* _Exercise goal_:
Work through the lines of the material below, note those with the word "SwaggerUi", and give their number, nothing else.

* _Records shown_:
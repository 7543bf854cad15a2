//! services/api/src/bin/api.rs

use api_lib::{
    adapters::db::PgStore,
    config::{Config, StoreBackend},
    error::ApiError,
    web::{
        auth::{login_handler, logout_handler, signup_handler},
        create_post_handler, create_reply_handler, list_exercises_handler, list_posts_handler,
        require_auth,
        rest::ApiDoc,
        state::AppState,
        toggle_reaction_handler, ws_handler,
    },
};
use axum::{
    http::{
        header::{ACCEPT, AUTHORIZATION, CONTENT_TYPE},
        HeaderValue, Method,
    },
    middleware as axum_middleware,
    routing::{get, post},
    Router,
};
use haven_core::feed::CommunityFeed;
use haven_core::identity::LabelStyle;
use haven_core::memory::MemoryStore;
use haven_core::ports::{AuthStore, CommunityStore};
use haven_core::reactions::ReactionLedger;
use sqlx::postgres::PgPoolOptions;
use std::sync::Arc;
use tokio_util::sync::CancellationToken;
use tower_http::cors::CorsLayer;
use tracing::info;
use tracing_subscriber::{layer::SubscriberExt, util::SubscriberInitExt};
use utoipa::OpenApi;
use utoipa_swagger_ui::SwaggerUi;

#[tokio::main]
async fn main() -> Result<(), ApiError> {
    // --- 1. Load Configuration & Set Up Logging ---
    let config = Arc::new(Config::from_env()?);
    tracing_subscriber::registry()
        .with(tracing_subscriber::EnvFilter::new(config.log_level.to_string()))
        .with(tracing_subscriber::fmt::layer())
        .init();
    info!("Configuration loaded. Starting server...");

    // --- 2. Pick the Store Backend ---
    // Both backends implement the same ports; everything downstream is
    // identical. The self-contained variant keeps its feed in process, uses
    // the collision-resistant label format and schedules mentor replies.
    let community: Arc<dyn CommunityStore>;
    let auth: Arc<dyn AuthStore>;
    let label_style;
    let mentor_replies_enabled;
    match config.store_backend {
        StoreBackend::Postgres => {
            let database_url = config
                .database_url
                .as_ref()
                .expect("checked during config load");
            info!("Connecting to database...");
            let db_pool = PgPoolOptions::new()
                .max_connections(5)
                .connect(database_url)
                .await?;
            let store = Arc::new(PgStore::new(db_pool));
            info!("Running database migrations...");
            store.run_migrations().await?;
            info!("Database migrations complete.");
            community = store.clone();
            auth = store;
            label_style = LabelStyle::Short;
            mentor_replies_enabled = false;
        }
        StoreBackend::Memory => {
            info!("Using the self-contained in-memory store.");
            let store = Arc::new(MemoryStore::new());
            community = store.clone();
            auth = store;
            label_style = LabelStyle::Suffixed;
            mentor_replies_enabled = true;
        }
    }

    // --- 3. Build the Shared AppState ---
    let shutdown = CancellationToken::new();
    let app_state = Arc::new(AppState {
        feed: CommunityFeed::new(community.clone(), label_style),
        ledger: ReactionLedger::new(community),
        auth,
        config: config.clone(),
        shutdown: shutdown.clone(),
        mentor_replies_enabled,
    });

    let cors = CorsLayer::new()
        .allow_origin(
            config
                .cors_origin
                .parse::<HeaderValue>()
                .map_err(|e| ApiError::Internal(format!("Invalid CORS_ORIGIN: {}", e)))?,
        )
        .allow_credentials(true)
        .allow_methods([Method::GET, Method::POST, Method::OPTIONS])
        .allow_headers([AUTHORIZATION, CONTENT_TYPE, ACCEPT]);

    // --- 4. Create the Web Router ---
    // Public routes (no auth required)
    let public_routes = Router::new()
        .route("/auth/signup", post(signup_handler))
        .route("/auth/login", post(login_handler))
        .route("/auth/logout", post(logout_handler))
        .route("/breathing/exercises", get(list_exercises_handler));

    // Protected routes (auth required)
    let protected_routes = Router::new()
        .route("/posts", get(list_posts_handler).post(create_post_handler))
        .route("/posts/{post_id}/replies", post(create_reply_handler))
        .route(
            "/posts/{post_id}/reactions/{kind}",
            post(toggle_reaction_handler),
        )
        .route("/ws", get(ws_handler))
        .layer(axum_middleware::from_fn_with_state(
            app_state.clone(),
            require_auth,
        ));

    // Combine API routes
    let api_router = Router::new()
        .merge(public_routes)
        .merge(protected_routes)
        .layer(cors)
        .with_state(app_state);

    // Merge the API router with the Swagger UI router for a complete application.
    let app = Router::new()
        .merge(api_router)
        .merge(SwaggerUi::new("/swagger-ui").url("/api-docs/openapi.json", ApiDoc::openapi()));

    // --- 5. Start the Server ---
    info!("Starting server on {}", config.bind_address);
    info!(
        "Swagger UI available at http://{}/swagger-ui",
        config.bind_address
    );
    let listener = tokio::net::TcpListener::bind(&config.bind_address).await?;
    axum::serve(listener, app)
        .with_graceful_shutdown(async move {
            let _ = tokio::signal::ctrl_c().await;
            info!("Shutdown requested; cancelling pending deferred work.");
            shutdown.cancel();
        })
        .await?;

    Ok(())
}
//! crates/haven_core/src/reactions.rs
//!
//! The reaction ledger: per-user, per-post, per-kind toggle state with
//! idempotence guaranteed by the store's uniqueness constraint rather than
//! in-process locking.

use std::sync::Arc;

use uuid::Uuid;

use crate::domain::ReactionKind;
use crate::ports::{CommunityStore, PortError, PortResult};

/// What a toggle did. `AlreadyApplied` means our insert lost a race against
/// an identical toggle; the caller should refresh its view and move on.
#[derive(Debug, Clone, Copy, PartialEq, Eq)]
pub enum ToggleOutcome {
    Added,
    Removed,
    AlreadyApplied,
}

impl ToggleOutcome {
    pub fn as_str(self) -> &'static str {
        match self {
            ToggleOutcome::Added => "added",
            ToggleOutcome::Removed => "removed",
            ToggleOutcome::AlreadyApplied => "already_applied",
        }
    }
}

/// Mediates every reaction click. The operation is its own inverse: two
/// consecutive toggles with identical arguments return the ledger to its
/// original state.
#[derive(Clone)]
pub struct ReactionLedger {
    store: Arc<dyn CommunityStore>,
}

impl ReactionLedger {
    pub fn new(store: Arc<dyn CommunityStore>) -> Self {
        Self { store }
    }

    /// Toggles `kind` on `post_id` for the signed-in viewer.
    ///
    /// Unauthenticated callers are rejected before any store call. The
    /// check-then-act here is not atomic against the store, so a duplicate
    /// insert rejected by the uniqueness constraint is mapped to
    /// `AlreadyApplied` instead of an error.
    pub async fn toggle(
        &self,
        viewer: Option<Uuid>,
        post_id: Uuid,
        kind: ReactionKind,
    ) -> PortResult<ToggleOutcome> {
        let user_id = viewer.ok_or(PortError::Unauthorized)?;

        match self.store.find_reaction(post_id, user_id, kind).await? {
            Some(existing) => {
                self.store.delete_reaction(existing.id).await?;
                Ok(ToggleOutcome::Removed)
            }
            None => match self.store.insert_reaction(post_id, user_id, kind).await {
                Ok(_) => Ok(ToggleOutcome::Added),
                Err(PortError::Conflict(_)) => Ok(ToggleOutcome::AlreadyApplied),
                Err(e) => Err(e),
            },
        }
    }
}

#[cfg(test)]
mod tests {
    use super::*;
    use crate::domain::{NewPost, Topic};
    use crate::memory::MemoryStore;

    async fn ledger_with_post() -> (ReactionLedger, Arc<MemoryStore>, Uuid) {
        let store = Arc::new(MemoryStore::new());
        let post = store
            .create_post(NewPost {
                author_id: Uuid::new_v4(),
                content: "long week".to_string(),
                topic: Topic::General,
                is_anonymous: false,
                anonymous_label: None,
            })
            .await
            .unwrap();
        (ReactionLedger::new(store.clone()), store, post.id)
    }

    #[tokio::test]
    async fn double_toggle_restores_the_original_state() {
        let (ledger, store, post_id) = ledger_with_post().await;
        let user = Uuid::new_v4();

        let before = store.list_posts(user, None).await.unwrap()[0].post.counts;

        let first = ledger
            .toggle(Some(user), post_id, ReactionKind::Hearts)
            .await
            .unwrap();
        assert_eq!(first, ToggleOutcome::Added);

        let second = ledger
            .toggle(Some(user), post_id, ReactionKind::Hearts)
            .await
            .unwrap();
        assert_eq!(second, ToggleOutcome::Removed);

        let view = &store.list_posts(user, None).await.unwrap()[0];
        assert_eq!(view.post.counts, before);
        assert!(view.viewer_reactions.is_empty());
    }

    #[tokio::test]
    async fn unauthenticated_toggle_is_rejected_before_any_mutation() {
        let (ledger, store, post_id) = ledger_with_post().await;

        let err = ledger
            .toggle(None, post_id, ReactionKind::Relates)
            .await
            .unwrap_err();
        assert!(matches!(err, PortError::Unauthorized));

        let view = &store.list_posts(Uuid::new_v4(), None).await.unwrap()[0];
        assert_eq!(view.post.counts.relates, 0);
    }

    #[tokio::test]
    async fn kinds_toggle_independently_per_user() {
        let (ledger, store, post_id) = ledger_with_post().await;
        let alice = Uuid::new_v4();
        let bo = Uuid::new_v4();

        ledger
            .toggle(Some(alice), post_id, ReactionKind::Hearts)
            .await
            .unwrap();
        ledger
            .toggle(Some(alice), post_id, ReactionKind::Hugs)
            .await
            .unwrap();
        ledger
            .toggle(Some(bo), post_id, ReactionKind::Hearts)
            .await
            .unwrap();

        let view = &store.list_posts(alice, None).await.unwrap()[0];
        assert_eq!(view.post.counts.hearts, 2);
        assert_eq!(view.post.counts.hugs, 1);
        assert_eq!(view.viewer_reactions.len(), 2);
    }

    #[tokio::test]
    async fn a_lost_insert_race_reads_as_already_applied() {
        let (ledger, store, post_id) = ledger_with_post().await;
        let user = Uuid::new_v4();

        // Simulate the other toggle landing between our find and insert.
        store
            .insert_reaction(post_id, user, ReactionKind::Hugs)
            .await
            .unwrap();
        let outcome = match store.insert_reaction(post_id, user, ReactionKind::Hugs).await {
            Err(PortError::Conflict(_)) => ToggleOutcome::AlreadyApplied,
            other => panic!("expected conflict, got {other:?}"),
        };
        assert_eq!(outcome, ToggleOutcome::AlreadyApplied);

        // And the ledger itself still sees exactly one active record.
        let removed = ledger
            .toggle(Some(user), post_id, ReactionKind::Hugs)
            .await
            .unwrap();
        assert_eq!(removed, ToggleOutcome::Removed);
    }
}
//! crates/haven_core/src/ports.rs
//!
//! Defines the service contracts (traits) for the application's core logic.
//! These traits form the boundary of the hexagonal architecture, allowing the
//! core to be independent of specific external implementations - the hosted
//! PostgreSQL store and the self-contained in-memory store plug in behind the
//! same interface.

use async_trait::async_trait;
use chrono::{DateTime, Utc};
use uuid::Uuid;

use crate::domain::{
    NewPost, NewReply, Post, PostView, Profile, ReactionKind, ReactionRecord, Reply, Topic, User,
    UserCredentials,
};

//=========================================================================================
// Generic Port Error and Result Types
//=========================================================================================

/// A generic error type for all port operations.
///
/// This abstracts away the specific errors from external services and carries
/// the application's whole error taxonomy at the port boundary:
/// rejected input, missing sign-in, a lost race on a unique key, and
/// transient store failures.
#[derive(Debug, thiserror::Error)]
pub enum PortError {
    /// Input was rejected before any side effect took place.
    #[error("Invalid input: {0}")]
    Validation(String),
    /// The operation requires a signed-in user.
    #[error("Unauthorized")]
    Unauthorized,
    /// Item not found.
    #[error("Item not found: {0}")]
    NotFound(String),
    /// A uniqueness constraint rejected the write; somebody else's identical
    /// write already applied.
    #[error("Conflict: {0}")]
    Conflict(String),
    /// The backing store failed in a way that may succeed on resubmission.
    #[error("Store error: {0}")]
    Store(String),
}

/// A convenience type alias for `Result<T, PortError>`.
pub type PortResult<T> = Result<T, PortError>;

//=========================================================================================
// Service Ports (Traits)
//=========================================================================================

/// Storage for community posts, replies and reactions.
///
/// `insert_reaction` and `delete_reaction` must be safe under retry: the
/// store enforces a uniqueness constraint on (post, user, kind) and surfaces
/// a duplicate insert as `PortError::Conflict`, never as a crash. Reaction
/// writes also adjust the owning post's denormalized counts, flooring at
/// zero on decrement.
#[async_trait]
pub trait CommunityStore: Send + Sync {
    async fn create_post(&self, new_post: NewPost) -> PortResult<Post>;

    async fn create_reply(&self, new_reply: NewReply) -> PortResult<Reply>;

    /// Lists posts newest-first, each with its replies (oldest first) and the
    /// viewer's currently-active reactions.
    async fn list_posts(&self, viewer: Uuid, topic: Option<Topic>) -> PortResult<Vec<PostView>>;

    async fn find_reaction(
        &self,
        post_id: Uuid,
        user_id: Uuid,
        kind: ReactionKind,
    ) -> PortResult<Option<ReactionRecord>>;

    async fn insert_reaction(
        &self,
        post_id: Uuid,
        user_id: Uuid,
        kind: ReactionKind,
    ) -> PortResult<ReactionRecord>;

    async fn delete_reaction(&self, reaction_id: Uuid) -> PortResult<()>;
}

/// Account and login-session storage. Supplies the nullable current-user
/// identity that every community mutation checks before touching the store.
#[async_trait]
pub trait AuthStore: Send + Sync {
    /// Creates the account and its (initially bare) public profile.
    async fn create_user_with_email(
        &self,
        email: &str,
        hashed_password: &str,
    ) -> PortResult<User>;

    async fn get_user_by_email(&self, email: &str) -> PortResult<UserCredentials>;

    async fn create_auth_session(
        &self,
        session_id: &str,
        user_id: Uuid,
        expires_at: DateTime<Utc>,
    ) -> PortResult<()>;

    async fn validate_auth_session(&self, session_id: &str) -> PortResult<Uuid>;

    async fn delete_auth_session(&self, session_id: &str) -> PortResult<()>;

    async fn get_profile(&self, user_id: Uuid) -> PortResult<Profile>;
}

* _Written solution_:
2